I remember an article by Roger Ebert where he describes how much he loved La Dolce Vita as a young reviewer for its depiction of a glamorous, decadent Rome life. But when he re-watched it years later he realized it was a withering attack on the emptiness and vanity of that glamour.

That’s how I feel about many, MANY takes on Fight Club. On first viewing, it appears to be a disruptive, nihilistic film that takes a hammer to social conformity. Later viewers realize The Narrator is a pathological mess and wonder why they were supposed to identify with him at all. At this point, many become angry at the film. But the next level of understanding is to realize that you were never supposed to find The Narrator or Tyler Durden sympathetic characters. They wallow in misogyny, narcissistic anti-consumerism (that is, they were rebelling not because of the social and moral problems of consumerism, but because mass-produced goods didn’t make them feel special enough), and violence as the only way to resolve negative emotions. The film is the story of The Narrator’s slow realization that his solutions are even worse than the original problems and the terrifying recognition that hundreds, maybe thousands, of rudderless young idiots would happily march along with him. He ends up blowing out part of his brain to force a change. If anyone identifies with that, it’s on the viewer not the film. It is not an explicit instruction manual.

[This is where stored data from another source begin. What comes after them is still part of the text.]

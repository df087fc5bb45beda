// Fougere Infrastructure - Cloud Tasks Adapter
// Implements: QueueClient over the Cloud Tasks REST API (v2)

mod client;

pub use client::{CloudTasksClient, CloudTasksClientConfig, DEFAULT_ENDPOINT, DEFAULT_TIMEOUT};
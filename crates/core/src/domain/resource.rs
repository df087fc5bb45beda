// Wire Resource - Cloud Tasks queue representation

use super::queue::QueueSpec;
use serde::{Deserialize, Serialize};

/// Rate limits applied by the remote queue
#[derive(Debug, Clone, PartialEq, Serialize, Deserialize, Default)]
#[serde(rename_all = "camelCase")]
pub struct RateLimits {
    #[serde(default)]
    pub max_dispatches_per_second: f64,
    #[serde(default)]
    pub max_concurrent_dispatches: i64,
}

/// Retry policy applied by the remote queue
#[derive(Debug, Clone, PartialEq, Serialize, Deserialize, Default)]
#[serde(rename_all = "camelCase")]
pub struct RetryConfig {
    #[serde(default)]
    pub min_backoff: String,
    #[serde(default)]
    pub max_backoff: String,
}

/// Queue resource as understood by the Cloud Tasks API
///
/// Remote responses carry many more fields (state, purgeTime, ...);
/// they are ignored on deserialization.
#[derive(Debug, Clone, PartialEq, Serialize, Deserialize)]
#[serde(rename_all = "camelCase")]
pub struct WireQueue {
    pub name: String,
    #[serde(default)]
    pub rate_limits: RateLimits,
    #[serde(default)]
    pub retry_config: RetryConfig,
}

impl WireQueue {
    /// Map a spec 1:1 onto the wire shape
    pub fn from_spec(spec: &QueueSpec) -> Self {
        Self {
            name: spec.name.clone(),
            rate_limits: RateLimits {
                max_dispatches_per_second: spec.max_dispatches_per_second,
                max_concurrent_dispatches: spec.max_concurrent_dispatches,
            },
            retry_config: RetryConfig {
                min_backoff: spec.min_backoff.clone(),
                max_backoff: spec.max_backoff.clone(),
            },
        }
    }

    /// Same resource under a different name (e.g. fully qualified path)
    pub fn renamed(&self, name: impl Into<String>) -> Self {
        Self {
            name: name.into(),
            ..self.clone()
        }
    }
}
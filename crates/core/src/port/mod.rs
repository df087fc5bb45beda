// Port Layer - Interfaces for external dependencies

pub mod observer;
pub mod queue_client;

// Re-exports
pub use observer::{NoopObserver, ReconcileObserver, TracingObserver};
pub use queue_client::{LookupOutcome, QueueClient};
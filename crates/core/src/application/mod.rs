// Application Layer - Use Cases

pub mod reconciler;

// Re-exports
pub use reconciler::Reconciler;
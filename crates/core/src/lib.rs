// Fougere Core - Domain Logic, Ports & Reconciler
// NO infrastructure dependencies (Hexagonal Architecture)

pub mod application;
pub mod domain;
pub mod error;
pub mod port;

pub use error::{AppError, ReconcileStage, Result};
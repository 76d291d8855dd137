//! Shared session state (spec §3 `SessionState`, §9 redesign flag).
//!
//! The original carries this as a process-wide map-of-variants singleton.
//! Per the redesign flag, this is instead a plain struct constructed once
//! at entry and threaded by reference through the pipeline stages: no
//! global state, setters are explicit and caller-controlled, and tests can
//! construct a fake session directly.

use std::path::PathBuf;

use crate::bootloader::BootloaderConfig;
use crate::partition::PartitionScheme;
use crate::types::{BootFirmware, Bootloader};

/// Process-wide install context, read by every pipeline stage and
/// mutated only through its setters.
#[derive(Debug, Clone)]
pub struct SessionState {
    target_mountpoint: PathBuf,
    firmware_mode: BootFirmware,
    bootloader: Bootloader,
    partition_scheme: Option<PartitionScheme>,
    zpool_names: Vec<String>,
    swap_device: Option<String>,
    resolved_kernel: String,
    desktop_profile: Option<String>,
    network_profile_urls: Vec<String>,
    install_log_path: PathBuf,
    headless: bool,
}

impl Default for SessionState {
    fn default() -> Self {
        Self {
            target_mountpoint: PathBuf::from("/mnt"),
            firmware_mode: BootFirmware::default(),
            bootloader: Bootloader::default(),
            partition_scheme: None,
            zpool_names: Vec::new(),
            swap_device: None,
            resolved_kernel: "linux".to_string(),
            desktop_profile: None,
            network_profile_urls: Vec::new(),
            install_log_path: PathBuf::from("/var/log/rollforge-install.log"),
            headless: false,
        }
    }
}

impl SessionState {
    /// Construct a fresh session with the default target mountpoint
    /// (`/mnt`) and no partition scheme.
    pub fn new() -> Self {
        Self::default()
    }

    pub fn target_mountpoint(&self) -> &std::path::Path {
        &self.target_mountpoint
    }

    pub fn set_target_mountpoint(&mut self, mountpoint: PathBuf) {
        self.target_mountpoint = mountpoint;
    }

    pub fn firmware_mode(&self) -> BootFirmware {
        self.firmware_mode
    }

    pub fn set_firmware_mode(&mut self, mode: BootFirmware) {
        self.firmware_mode = mode;
    }

    pub fn bootloader(&self) -> Bootloader {
        self.bootloader
    }

    pub fn set_bootloader(&mut self, bootloader: Bootloader) {
        self.bootloader = bootloader;
    }

    pub fn partition_scheme(&self) -> Option<&PartitionScheme> {
        self.partition_scheme.as_ref()
    }

    pub fn set_partition_scheme(&mut self, scheme: PartitionScheme) {
        self.partition_scheme = Some(scheme);
    }

    pub fn zpool_names(&self) -> &[String] {
        &self.zpool_names
    }

    pub fn add_zpool_name(&mut self, name: String) {
        self.zpool_names.push(name);
    }

    pub fn swap_device(&self) -> Option<&str> {
        self.swap_device.as_deref()
    }

    pub fn set_swap_device(&mut self, device: String) {
        self.swap_device = Some(device);
    }

    pub fn resolved_kernel(&self) -> &str {
        &self.resolved_kernel
    }

    pub fn set_resolved_kernel(&mut self, kernel: String) {
        self.resolved_kernel = kernel;
    }

    pub fn desktop_profile(&self) -> Option<&str> {
        self.desktop_profile.as_deref()
    }

    pub fn set_desktop_profile(&mut self, profile: String) {
        self.desktop_profile = Some(profile);
    }

    pub fn network_profile_urls(&self) -> &[String] {
        &self.network_profile_urls
    }

    pub fn set_network_profile_urls(&mut self, urls: Vec<String>) {
        self.network_profile_urls = urls;
    }

    pub fn install_log_path(&self) -> &std::path::Path {
        &self.install_log_path
    }

    pub fn set_install_log_path(&mut self, path: PathBuf) {
        self.install_log_path = path;
    }

    pub fn headless(&self) -> bool {
        self.headless
    }

    pub fn set_headless(&mut self, headless: bool) {
        self.headless = headless;
    }

    /// True if `is_efi` on the current partition scheme agrees with
    /// `firmware_mode`. Returns `true` (nothing to check) when no scheme
    /// has been set yet.
    pub fn firmware_matches_scheme(&self) -> bool {
        match &self.partition_scheme {
            Some(scheme) => scheme.is_efi == self.firmware_mode.is_efi(),
            None => true,
        }
    }

    /// Build the bootloader-agnostic view consumed by the generator from
    /// the session's kernel parameters and resolved device specs.
    pub fn bootloader_config(
        &self,
        kernel_params: Vec<String>,
        extra_kernel_versions: Vec<String>,
        root_device_spec: String,
        resume_device_spec: Option<String>,
        cryptdevice_spec: Option<String>,
        rootflags: Option<String>,
    ) -> BootloaderConfig {
        BootloaderConfig { kernel_params, extra_kernel_versions, root_device_spec, resume_device_spec, cryptdevice_spec, rootflags }
    }
}
//! initrd (`mkinitcpio.conf`) configuration builder.
//!
//! Parses `MODULES`/`FILES`/`HOOKS` assignments out of an on-disk
//! mkinitcpio config, mutates them in memory, and rewrites the file
//! preserving every other line verbatim. Grounded on `gucc`'s
//! `Initcpio` class (`initcpio.hpp`/`initcpio.cpp`): same parenthesized,
//! space-separated parsing; same no-op-on-duplicate semantics for
//! appends/inserts.

use std::fs;
use std::path::Path;

use crate::error::{InstallError, Result};

/// `{modules, files, hooks}` — the initrd builder's mutable config.
#[derive(Debug, Clone, Default, PartialEq, Eq)]
pub struct InitcpioConfig {
    pub modules: Vec<String>,
    pub files: Vec<String>,
    pub hooks: Vec<String>,
    /// Every line from the source file, unparsed, for round-tripping
    /// comments and any directive this builder doesn't know about.
    lines: Vec<String>,
}

fn parse_parenthesized(line: &str) -> Vec<String> {
    let open = match line.find('(') {
        Some(i) => i,
        None => return Vec::new(),
    };
    let close = match line.find(')') {
        Some(i) => i,
        None => return Vec::new(),
    };
    if close <= open {
        return Vec::new();
    }
    line[open + 1..close]
        .split_whitespace()
        .map(str::to_string)
        .collect()
}

impl InitcpioConfig {
    /// Parse `path` into an `InitcpioConfig`.
    pub fn parse_file(path: &Path) -> Result<Self> {
        let content = fs::read_to_string(path)?;
        let lines: Vec<String> = content.lines().map(str::to_string).collect();

        let mut config = Self { lines, ..Default::default() };
        for line in &config.lines.clone() {
            if line.starts_with("MODULES") {
                config.modules = parse_parenthesized(line);
            } else if line.starts_with("FILES") {
                config.files = parse_parenthesized(line);
            } else if line.starts_with("HOOKS") {
                config.hooks = parse_parenthesized(line);
            }
        }
        Ok(config)
    }

    /// Rewrite `path`, substituting the `MODULES`/`FILES`/`HOOKS` lines and
    /// preserving everything else verbatim.
    pub fn write(&self, path: &Path) -> Result<()> {
        let rewritten: Vec<String> = self
            .lines
            .iter()
            .map(|line| {
                if line.starts_with("MODULES") {
                    format!("MODULES=({})", self.modules.join(" "))
                } else if line.starts_with("FILES") {
                    format!("FILES=({})", self.files.join(" "))
                } else if line.starts_with("HOOKS") {
                    format!("HOOKS=({})", self.hooks.join(" "))
                } else {
                    line.clone()
                }
            })
            .collect();
        fs::write(path, rewritten.join("\n") + "\n").map_err(InstallError::from)
    }

    /// Append `module`; no-op (returns `false`) if already present.
    pub fn append_module(&mut self, module: &str) -> bool {
        if self.modules.iter().any(|m| m == module) {
            return false;
        }
        self.modules.push(module.to_string());
        true
    }

    /// Append `file`; no-op if already present.
    pub fn append_file(&mut self, file: &str) -> bool {
        if self.files.iter().any(|f| f == file) {
            return false;
        }
        self.files.push(file.to_string());
        true
    }

    /// Append `hook`; no-op if already present.
    pub fn append_hook(&mut self, hook: &str) -> bool {
        if self.hooks.iter().any(|h| h == hook) {
            return false;
        }
        self.hooks.push(hook.to_string());
        true
    }

    /// Append every hook in `hooks` not already present. No-op (returns
    /// `false`) if none were new.
    pub fn append_hooks(&mut self, hooks: &[&str]) -> bool {
        let fresh: Vec<String> =
            hooks.iter().filter(|h| !self.hooks.iter().any(|existing| existing == *h)).map(|h| h.to_string()).collect();
        if fresh.is_empty() {
            return false;
        }
        self.hooks.extend(fresh);
        true
    }

    /// Insert `hook` immediately before `needle`; no-op if `hook` is
    /// already present (regardless of whether `needle` is found).
    pub fn insert_hook(&mut self, needle: &str, hook: &str) -> bool {
        if self.hooks.iter().any(|h| h == hook) {
            return false;
        }
        let pos = self.hooks.iter().position(|h| h == needle).unwrap_or(self.hooks.len());
        self.hooks.insert(pos, hook.to_string());
        true
    }

    /// Insert every hook in `hooks` not already present, immediately
    /// before `needle`.
    pub fn insert_hooks(&mut self, needle: &str, hooks: &[&str]) -> bool {
        let fresh: Vec<String> =
            hooks.iter().filter(|h| !self.hooks.iter().any(|existing| existing == *h)).map(|h| h.to_string()).collect();
        if fresh.is_empty() {
            return false;
        }
        let pos = self.hooks.iter().position(|h| h == needle).unwrap_or(self.hooks.len());
        for (offset, hook) in fresh.into_iter().enumerate() {
            self.hooks.insert(pos + offset, hook);
        }
        true
    }

    /// Remove `module`; no-op if absent.
    pub fn remove_module(&mut self, module: &str) -> bool {
        let before = self.modules.len();
        self.modules.retain(|m| m != module);
        self.modules.len() != before
    }

    /// Remove `hook`; no-op if absent.
    pub fn remove_hook(&mut self, hook: &str) -> bool {
        let before = self.hooks.len();
        self.hooks.retain(|h| h != hook);
        self.hooks.len() != before
    }

    /// Replace one hook with another in-place, preserving its position
    /// (used for the ZFS policy: `filesystems` → `zfs`).
    pub fn replace_hook(&mut self, old: &str, new: &str) -> bool {
        if let Some(pos) = self.hooks.iter().position(|h| h == old) {
            self.hooks[pos] = new.to_string();
            true
        } else {
            false
        }
    }
}

/// Composer policy (spec §4.5): apply the hook-composition rules implied
/// by the storage layering in effect.
///
/// - btrfs root ⇒ ensure module `crc32c-intel`; hook `btrfs`.
/// - LVM ⇒ hook `lvm2` before `filesystems`.
/// - LUKS ⇒ hook `encrypt` before `filesystems` (`sd-encrypt` if the
///   `systemd` hook is present).
/// - ZFS ⇒ replace `filesystems` with `zfs`.
pub struct HookPolicy {
    pub btrfs_root: bool,
    pub lvm: bool,
    pub luks: bool,
    pub zfs: bool,
}

impl InitcpioConfig {
    pub fn apply_hook_policy(&mut self, policy: &HookPolicy) {
        if policy.btrfs_root {
            self.append_module("crc32c-intel");
            self.append_hook("btrfs");
        }
        if policy.lvm {
            self.insert_hook("filesystems", "lvm2");
        }
        if policy.luks {
            let encrypt_hook = if self.hooks.iter().any(|h| h == "systemd") { "sd-encrypt" } else { "encrypt" };
            self.insert_hook("filesystems", encrypt_hook);
        }
        if policy.zfs {
            self.replace_hook("filesystems", "zfs");
        }
    }
}

#[cfg(test)]
mod tests {
    use super::*;

    fn write_sample(dir: &tempfile::TempDir) -> std::path::PathBuf {
        let path = dir.path().join("mkinitcpio.conf");
        fs::write(
            &path,
            "# vim:set ft=sh\nMODULES=()\nFILES=()\nHOOKS=(base udev autodetect modconf block filesystems fsck)\n",
        )
        .unwrap();
        path
    }

    #[test]
    fn parses_hooks_and_preserves_comments() {
        let dir = tempfile::tempdir().unwrap();
        let path = write_sample(&dir);
        let config = InitcpioConfig::parse_file(&path).unwrap();
        assert_eq!(config.hooks, vec!["base", "udev", "autodetect", "modconf", "block", "filesystems", "fsck"]);
        assert!(config.lines[0].starts_with('#'));
    }

    #[test]
    fn append_hook_is_noop_on_duplicate() {
        let dir = tempfile::tempdir().unwrap();
        let path = write_sample(&dir);
        let mut config = InitcpioConfig::parse_file(&path).unwrap();
        assert!(!config.append_hook("base"));
        assert!(config.append_hook("keyboard"));
    }

    #[test]
    fn insert_hook_places_before_needle() {
        let dir = tempfile::tempdir().unwrap();
        let path = write_sample(&dir);
        let mut config = InitcpioConfig::parse_file(&path).unwrap();
        assert!(config.insert_hook("filesystems", "lvm2"));
        let pos_lvm = config.hooks.iter().position(|h| h == "lvm2").unwrap();
        let pos_fs = config.hooks.iter().position(|h| h == "filesystems").unwrap();
        assert!(pos_lvm < pos_fs);
    }

    #[test]
    fn luks_policy_uses_sd_encrypt_when_systemd_hook_present() {
        let dir = tempfile::tempdir().unwrap();
        let path = write_sample(&dir);
        let mut config = InitcpioConfig::parse_file(&path).unwrap();
        config.replace_hook("udev", "systemd");
        config.apply_hook_policy(&HookPolicy { btrfs_root: false, lvm: false, luks: true, zfs: false });
        assert!(config.hooks.contains(&"sd-encrypt".to_string()));
        assert!(!config.hooks.contains(&"encrypt".to_string()));
    }

    #[test]
    fn zfs_policy_replaces_filesystems_hook() {
        let dir = tempfile::tempdir().unwrap();
        let path = write_sample(&dir);
        let mut config = InitcpioConfig::parse_file(&path).unwrap();
        config.apply_hook_policy(&HookPolicy { btrfs_root: false, lvm: false, luks: false, zfs: true });
        assert!(!config.hooks.contains(&"filesystems".to_string()));
        assert!(config.hooks.contains(&"zfs".to_string()));
    }

    #[test]
    fn btrfs_policy_adds_module_and_hook() {
        let dir = tempfile::tempdir().unwrap();
        let path = write_sample(&dir);
        let mut config = InitcpioConfig::parse_file(&path).unwrap();
        config.apply_hook_policy(&HookPolicy { btrfs_root: true, lvm: false, luks: false, zfs: false });
        assert!(config.modules.contains(&"crc32c-intel".to_string()));
        assert!(config.hooks.contains(&"btrfs".to_string()));
    }

    #[test]
    fn write_round_trips_mutated_hooks() {
        let dir = tempfile::tempdir().unwrap();
        let path = write_sample(&dir);
        let mut config = InitcpioConfig::parse_file(&path).unwrap();
        config.append_hook("keyboard");
        config.write(&path).unwrap();

        let reparsed = InitcpioConfig::parse_file(&path).unwrap();
        assert!(reparsed.hooks.contains(&"keyboard".to_string()));
        assert!(reparsed.lines[0].starts_with('#'));
    }
}
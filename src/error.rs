//! Error handling for the installer core.
//!
//! Provides a centralized error type covering each conceptual failure kind
//! from the installer's error-handling design: configuration loading,
//! device/partition probing, scheme validation, partitioning, storage-layer
//! composition (LUKS/LVM/ZFS/btrfs), in-chroot configuration writes,
//! bootloader installation, and cooperative cancellation.

use thiserror::Error;

/// Main error type for the installer core.
#[derive(Error, Debug)]
pub enum InstallError {
    /// IO errors (file operations, subprocess spawn, etc.)
    #[error("IO error: {0}")]
    Io(#[from] std::io::Error),

    /// Malformed `settings.json`, invalid field value, or missing
    /// headless-required field.
    #[error("configuration error: {0}")]
    Config(String),

    /// Failure to enumerate disks or parse block-device probe output.
    #[error("device probe error: {0}")]
    Probe(String),

    /// A `PartitionScheme` violates one of the planner's invariants.
    #[error("partition scheme validation error: {0}")]
    Validation(String),

    /// Disk wipe or partitioning-tool invocation failed.
    #[error("partitioning error: {0}")]
    Partitioning(String),

    /// LUKS/LVM/ZFS/btrfs composition step failed.
    #[error("storage composition error: {0}")]
    Composer(String),

    /// In-chroot config write, mkinitcpio, or locale-gen failure.
    #[error("configuration write error: {0}")]
    ConfigWrite(String),

    /// Bootloader install or config-generation failure.
    #[error("bootloader error: {0}")]
    Bootloader(String),

    /// Cooperative cancellation requested by the caller.
    #[error("cancelled")]
    CancelledByUser,

    /// JSON serialization/deserialization errors.
    #[error("JSON error: {0}")]
    Json(#[from] serde_json::Error),

    /// General errors (catch-all for edge cases).
    #[error("{0}")]
    General(String),
}

/// Result type alias for installer operations.
pub type Result<T> = std::result::Result<T, InstallError>;

impl InstallError {
    pub fn config(msg: impl Into<String>) -> Self {
        Self::Config(msg.into())
    }

    pub fn probe(msg: impl Into<String>) -> Self {
        Self::Probe(msg.into())
    }

    pub fn validation(msg: impl Into<String>) -> Self {
        Self::Validation(msg.into())
    }

    pub fn partitioning(msg: impl Into<String>) -> Self {
        Self::Partitioning(msg.into())
    }

    pub fn composer(msg: impl Into<String>) -> Self {
        Self::Composer(msg.into())
    }

    pub fn config_write(msg: impl Into<String>) -> Self {
        Self::ConfigWrite(msg.into())
    }

    pub fn bootloader(msg: impl Into<String>) -> Self {
        Self::Bootloader(msg.into())
    }

    pub fn general(msg: impl Into<String>) -> Self {
        Self::General(msg.into())
    }
}

#[cfg(test)]
mod tests {
    use super::*;

    #[test]
    fn error_display() {
        let err = InstallError::config("missing menus field");
        assert_eq!(err.to_string(), "configuration error: missing menus field");

        let err = InstallError::validation("no root partition");
        assert_eq!(
            err.to_string(),
            "partition scheme validation error: no root partition"
        );
    }

    #[test]
    fn io_error_conversion() {
        let io_err = std::io::Error::new(std::io::ErrorKind::NotFound, "file not found");
        let err: InstallError = io_err.into();
        assert!(matches!(err, InstallError::Io(_)));
    }

    #[test]
    fn cancelled_has_fixed_message() {
        assert_eq!(InstallError::CancelledByUser.to_string(), "cancelled");
    }
}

The theme — that people need a sense of purpose and meaningful connections with other people, and that if they cannot find that in their everyday life and mainstream society, the search for it can send them down some very dangerous paths — is as relevant as ever, in my opinion.

Fincher’s response to PTA is a masterclass in emotional intelligence. I guess I’m so used to today’s endless, vapid Twitter take downs that I wasn’t expecting it. David Fincher interviews always make him seem like a smart, humane guy. For whatever reason, it’s the well-adjusted guys who make the serial killer movies. Makes you wonder about the ones who direct socially responsible drama, doesn’t it? And look, if you can only make movies that can’t be misunderstood by morons, then there will never be a good movie again.